- _EXERCISE DESCRIPTION_
What lines below hold the string "every"? Copy them all.

====== THE DATA ======

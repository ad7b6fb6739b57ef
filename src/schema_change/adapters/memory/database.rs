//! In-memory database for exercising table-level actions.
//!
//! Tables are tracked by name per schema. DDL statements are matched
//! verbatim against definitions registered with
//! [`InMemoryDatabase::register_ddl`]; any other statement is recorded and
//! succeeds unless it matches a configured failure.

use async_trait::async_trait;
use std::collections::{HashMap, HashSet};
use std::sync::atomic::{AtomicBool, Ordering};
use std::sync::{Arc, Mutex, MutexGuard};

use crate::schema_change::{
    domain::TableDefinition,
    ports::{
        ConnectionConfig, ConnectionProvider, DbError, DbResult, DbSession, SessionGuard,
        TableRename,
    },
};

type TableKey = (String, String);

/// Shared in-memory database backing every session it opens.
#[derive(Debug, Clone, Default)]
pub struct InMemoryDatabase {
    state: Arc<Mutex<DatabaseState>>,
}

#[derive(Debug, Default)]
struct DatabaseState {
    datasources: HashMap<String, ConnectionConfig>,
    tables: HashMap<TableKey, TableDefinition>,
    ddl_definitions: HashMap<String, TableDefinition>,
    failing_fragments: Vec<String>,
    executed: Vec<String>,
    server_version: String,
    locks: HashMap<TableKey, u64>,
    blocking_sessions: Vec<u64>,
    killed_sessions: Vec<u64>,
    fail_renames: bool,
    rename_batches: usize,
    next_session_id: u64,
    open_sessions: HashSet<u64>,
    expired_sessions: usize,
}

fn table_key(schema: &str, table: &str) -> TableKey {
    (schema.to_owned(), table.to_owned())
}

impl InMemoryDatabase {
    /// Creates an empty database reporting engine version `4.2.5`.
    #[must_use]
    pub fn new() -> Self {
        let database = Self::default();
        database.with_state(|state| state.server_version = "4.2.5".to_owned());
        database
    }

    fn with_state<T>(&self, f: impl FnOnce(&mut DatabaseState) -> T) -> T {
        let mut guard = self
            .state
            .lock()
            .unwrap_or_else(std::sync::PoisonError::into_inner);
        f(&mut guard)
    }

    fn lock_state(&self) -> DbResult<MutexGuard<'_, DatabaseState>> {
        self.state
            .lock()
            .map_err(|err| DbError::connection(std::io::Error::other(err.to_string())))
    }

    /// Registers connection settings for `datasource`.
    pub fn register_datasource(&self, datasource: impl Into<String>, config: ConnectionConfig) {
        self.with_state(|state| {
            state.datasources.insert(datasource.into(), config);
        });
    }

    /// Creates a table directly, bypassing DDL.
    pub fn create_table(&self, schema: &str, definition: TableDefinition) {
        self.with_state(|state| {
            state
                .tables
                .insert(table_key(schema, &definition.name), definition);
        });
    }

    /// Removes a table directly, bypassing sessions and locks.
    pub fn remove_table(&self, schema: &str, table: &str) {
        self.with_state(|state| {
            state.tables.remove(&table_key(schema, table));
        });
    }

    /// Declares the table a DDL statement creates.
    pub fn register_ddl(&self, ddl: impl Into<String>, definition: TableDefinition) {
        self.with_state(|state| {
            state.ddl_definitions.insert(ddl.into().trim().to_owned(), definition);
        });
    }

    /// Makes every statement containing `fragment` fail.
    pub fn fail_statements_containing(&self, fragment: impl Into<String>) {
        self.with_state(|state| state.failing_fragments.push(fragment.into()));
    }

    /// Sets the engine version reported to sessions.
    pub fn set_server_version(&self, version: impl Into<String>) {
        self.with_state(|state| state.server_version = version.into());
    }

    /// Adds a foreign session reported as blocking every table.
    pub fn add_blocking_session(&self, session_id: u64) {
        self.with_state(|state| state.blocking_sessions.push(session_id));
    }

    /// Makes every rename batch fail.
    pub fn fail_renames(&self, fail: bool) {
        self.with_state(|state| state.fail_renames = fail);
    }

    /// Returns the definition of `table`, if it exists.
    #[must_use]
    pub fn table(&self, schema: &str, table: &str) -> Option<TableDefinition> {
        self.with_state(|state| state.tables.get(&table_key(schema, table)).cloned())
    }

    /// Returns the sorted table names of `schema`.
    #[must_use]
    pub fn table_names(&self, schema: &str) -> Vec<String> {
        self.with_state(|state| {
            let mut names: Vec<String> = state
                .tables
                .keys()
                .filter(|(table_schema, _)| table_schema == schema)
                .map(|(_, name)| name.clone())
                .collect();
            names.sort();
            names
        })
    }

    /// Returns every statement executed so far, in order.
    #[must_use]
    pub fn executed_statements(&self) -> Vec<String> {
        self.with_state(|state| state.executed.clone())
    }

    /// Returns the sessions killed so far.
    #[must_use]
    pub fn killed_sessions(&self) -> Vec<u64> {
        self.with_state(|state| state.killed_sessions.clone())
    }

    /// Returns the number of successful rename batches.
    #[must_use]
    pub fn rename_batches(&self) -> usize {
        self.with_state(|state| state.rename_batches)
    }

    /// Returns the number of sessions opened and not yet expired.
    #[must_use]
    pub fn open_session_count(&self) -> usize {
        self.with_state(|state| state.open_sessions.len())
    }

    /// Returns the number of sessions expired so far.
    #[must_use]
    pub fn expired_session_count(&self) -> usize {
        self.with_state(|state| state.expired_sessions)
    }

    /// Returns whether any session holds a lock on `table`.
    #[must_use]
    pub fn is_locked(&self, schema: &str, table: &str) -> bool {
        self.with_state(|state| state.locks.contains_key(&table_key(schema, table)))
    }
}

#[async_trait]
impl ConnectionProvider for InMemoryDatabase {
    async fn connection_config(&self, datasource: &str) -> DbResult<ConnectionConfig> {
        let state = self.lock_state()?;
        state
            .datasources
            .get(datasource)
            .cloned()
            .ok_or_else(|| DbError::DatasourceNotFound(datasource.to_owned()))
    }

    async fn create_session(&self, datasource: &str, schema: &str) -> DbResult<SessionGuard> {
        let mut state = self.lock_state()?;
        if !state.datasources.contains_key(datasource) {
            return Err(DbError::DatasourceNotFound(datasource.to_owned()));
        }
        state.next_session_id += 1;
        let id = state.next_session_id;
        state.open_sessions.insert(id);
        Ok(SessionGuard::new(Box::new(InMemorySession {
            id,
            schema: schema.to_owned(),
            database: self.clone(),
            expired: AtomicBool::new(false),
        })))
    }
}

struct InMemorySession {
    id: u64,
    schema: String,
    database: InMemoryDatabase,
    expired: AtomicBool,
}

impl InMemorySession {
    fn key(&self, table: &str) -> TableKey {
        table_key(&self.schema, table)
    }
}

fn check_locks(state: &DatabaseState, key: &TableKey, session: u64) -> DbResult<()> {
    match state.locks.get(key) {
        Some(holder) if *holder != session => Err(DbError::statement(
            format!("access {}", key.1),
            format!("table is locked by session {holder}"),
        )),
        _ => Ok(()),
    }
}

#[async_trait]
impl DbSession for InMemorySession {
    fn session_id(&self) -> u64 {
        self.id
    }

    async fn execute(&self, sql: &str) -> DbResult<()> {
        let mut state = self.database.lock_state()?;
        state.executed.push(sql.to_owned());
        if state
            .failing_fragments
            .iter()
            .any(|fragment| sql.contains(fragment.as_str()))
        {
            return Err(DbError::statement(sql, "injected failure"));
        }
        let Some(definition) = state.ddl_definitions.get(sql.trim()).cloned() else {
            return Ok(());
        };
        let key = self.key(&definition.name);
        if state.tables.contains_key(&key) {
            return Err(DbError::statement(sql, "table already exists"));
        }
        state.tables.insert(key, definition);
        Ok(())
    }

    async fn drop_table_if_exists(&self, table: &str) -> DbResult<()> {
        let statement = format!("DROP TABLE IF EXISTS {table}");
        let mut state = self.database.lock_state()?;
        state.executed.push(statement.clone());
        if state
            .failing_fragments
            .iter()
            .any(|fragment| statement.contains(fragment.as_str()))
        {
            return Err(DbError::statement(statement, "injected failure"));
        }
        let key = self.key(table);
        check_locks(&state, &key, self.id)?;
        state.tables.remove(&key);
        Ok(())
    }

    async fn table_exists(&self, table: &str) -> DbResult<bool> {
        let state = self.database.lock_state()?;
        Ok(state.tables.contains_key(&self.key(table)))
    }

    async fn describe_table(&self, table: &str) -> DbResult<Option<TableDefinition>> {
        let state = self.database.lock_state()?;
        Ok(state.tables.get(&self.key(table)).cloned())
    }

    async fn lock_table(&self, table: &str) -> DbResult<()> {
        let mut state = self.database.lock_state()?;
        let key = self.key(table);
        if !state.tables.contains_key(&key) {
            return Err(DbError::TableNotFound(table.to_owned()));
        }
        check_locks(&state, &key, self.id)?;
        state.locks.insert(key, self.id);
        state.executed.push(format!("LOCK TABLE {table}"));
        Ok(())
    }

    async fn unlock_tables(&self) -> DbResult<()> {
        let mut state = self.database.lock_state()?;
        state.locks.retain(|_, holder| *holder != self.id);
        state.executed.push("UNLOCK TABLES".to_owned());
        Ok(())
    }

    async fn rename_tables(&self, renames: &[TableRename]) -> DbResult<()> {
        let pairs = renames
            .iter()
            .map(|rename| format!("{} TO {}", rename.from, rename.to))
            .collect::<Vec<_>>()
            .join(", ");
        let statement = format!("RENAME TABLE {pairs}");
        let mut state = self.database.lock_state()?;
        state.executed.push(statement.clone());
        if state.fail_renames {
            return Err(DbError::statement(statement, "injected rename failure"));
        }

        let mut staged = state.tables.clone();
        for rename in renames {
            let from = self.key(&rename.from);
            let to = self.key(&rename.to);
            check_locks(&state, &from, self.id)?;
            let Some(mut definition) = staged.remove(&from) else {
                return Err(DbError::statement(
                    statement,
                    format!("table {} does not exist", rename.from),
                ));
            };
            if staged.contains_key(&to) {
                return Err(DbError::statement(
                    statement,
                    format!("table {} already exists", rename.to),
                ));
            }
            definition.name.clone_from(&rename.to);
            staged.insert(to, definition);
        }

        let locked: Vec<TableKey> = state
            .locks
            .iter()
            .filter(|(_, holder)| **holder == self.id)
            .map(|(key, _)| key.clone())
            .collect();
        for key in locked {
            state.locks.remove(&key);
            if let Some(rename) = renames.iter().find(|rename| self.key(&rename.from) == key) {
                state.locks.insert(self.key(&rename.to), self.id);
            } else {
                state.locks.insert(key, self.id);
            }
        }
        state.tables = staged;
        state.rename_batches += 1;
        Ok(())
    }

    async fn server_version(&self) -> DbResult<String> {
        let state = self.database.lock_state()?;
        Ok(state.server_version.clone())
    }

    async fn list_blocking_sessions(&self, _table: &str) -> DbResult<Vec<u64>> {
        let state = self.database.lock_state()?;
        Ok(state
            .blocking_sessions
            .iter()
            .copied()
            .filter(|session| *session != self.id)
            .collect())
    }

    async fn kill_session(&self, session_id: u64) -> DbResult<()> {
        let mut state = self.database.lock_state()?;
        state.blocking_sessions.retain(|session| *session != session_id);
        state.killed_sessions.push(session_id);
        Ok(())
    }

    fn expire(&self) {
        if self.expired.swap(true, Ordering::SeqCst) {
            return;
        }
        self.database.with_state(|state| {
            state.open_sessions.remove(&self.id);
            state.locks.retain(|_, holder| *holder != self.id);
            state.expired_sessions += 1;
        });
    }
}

======

- _RESULT OF THE TASK_
/// Shared in-memory database backing every session it opens.
    /// Makes every statement containing `fragment` fail.
    /// Adds a foreign session reported as blocking every table.
    /// Makes every rename batch fail.
    /// Returns every statement executed so far, in order.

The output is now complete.